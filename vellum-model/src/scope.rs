use crate::ids::{OrganizationID, OwnerID};

/// The `(owner, organization?)` pair that bounds slug uniqueness and every
/// listing query.
///
/// The organization is a grouping key only: writes are always authorized by
/// `owner_id`, and a record created under `organization(owner, org)` is still
/// owned by `owner`.
#[derive(Debug, Clone, Copy, PartialEq, Eq, Hash)]
#[cfg_attr(feature = "serde", derive(serde::Serialize, serde::Deserialize))]
pub struct OwnershipScope {
    pub owner_id: OwnerID,
    pub organization_id: Option<OrganizationID>,
}

impl OwnershipScope {
    /// Scope for records that belong to the owner personally.
    pub fn personal(owner_id: OwnerID) -> Self {
        Self {
            owner_id,
            organization_id: None,
        }
    }

    /// Scope for records the owner files under an organization.
    pub fn organization(
        owner_id: OwnerID,
        organization_id: OrganizationID,
    ) -> Self {
        Self {
            owner_id,
            organization_id: Some(organization_id),
        }
    }

    pub fn owner(&self) -> OwnerID {
        self.owner_id
    }

    pub fn is_personal(&self) -> bool {
        self.organization_id.is_none()
    }

    /// True when a record with the given keys lives inside this scope.
    pub fn contains(
        &self,
        owner_id: OwnerID,
        organization_id: Option<OrganizationID>,
    ) -> bool {
        self.owner_id == owner_id && self.organization_id == organization_id
    }
}

impl From<OwnerID> for OwnershipScope {
    fn from(owner_id: OwnerID) -> Self {
        Self::personal(owner_id)
    }
}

◆ **Your objective**: Go through the listing above and restate it word for word.

◆ **Expected answer**:
filename vellum-model/src/scope.rs
use crate::ids::{OrganizationID, OwnerID};

/// The `(owner, organization?)` pair that bounds slug uniqueness and every
/// listing query.
///
/// The organization is a grouping key only: writes are always authorized by
/// `owner_id`, and a record created under `organization(owner, org)` is still
/// owned by `owner`.
#[derive(Debug, Clone, Copy, PartialEq, Eq, Hash)]
#[cfg_attr(feature = "serde", derive(serde::Serialize, serde::Deserialize))]
pub struct OwnershipScope {
    pub owner_id: OwnerID,
    pub organization_id: Option<OrganizationID>,
}

impl OwnershipScope {
    /// Scope for records that belong to the owner personally.
    pub fn personal(owner_id: OwnerID) -> Self {
        Self {
            owner_id,
            organization_id: None,
        }
    }

    /// Scope for records the owner files under an organization.
    pub fn organization(
        owner_id: OwnerID,
        organization_id: OrganizationID,
    ) -> Self {
        Self {
            owner_id,
            organization_id: Some(organization_id),
        }
    }

    pub fn owner(&self) -> OwnerID {
        self.owner_id
    }

    pub fn is_personal(&self) -> bool {
        self.organization_id.is_none()
    }

    /// True when a record with the given keys lives inside this scope.
    pub fn contains(
        &self,
        owner_id: OwnerID,
        organization_id: Option<OrganizationID>,
    ) -> bool {
        self.owner_id == owner_id && self.organization_id == organization_id
    }
}

impl From<OwnerID> for OwnershipScope {
    fn from(owner_id: OwnerID) -> Self {
        Self::personal(owner_id)
    }
}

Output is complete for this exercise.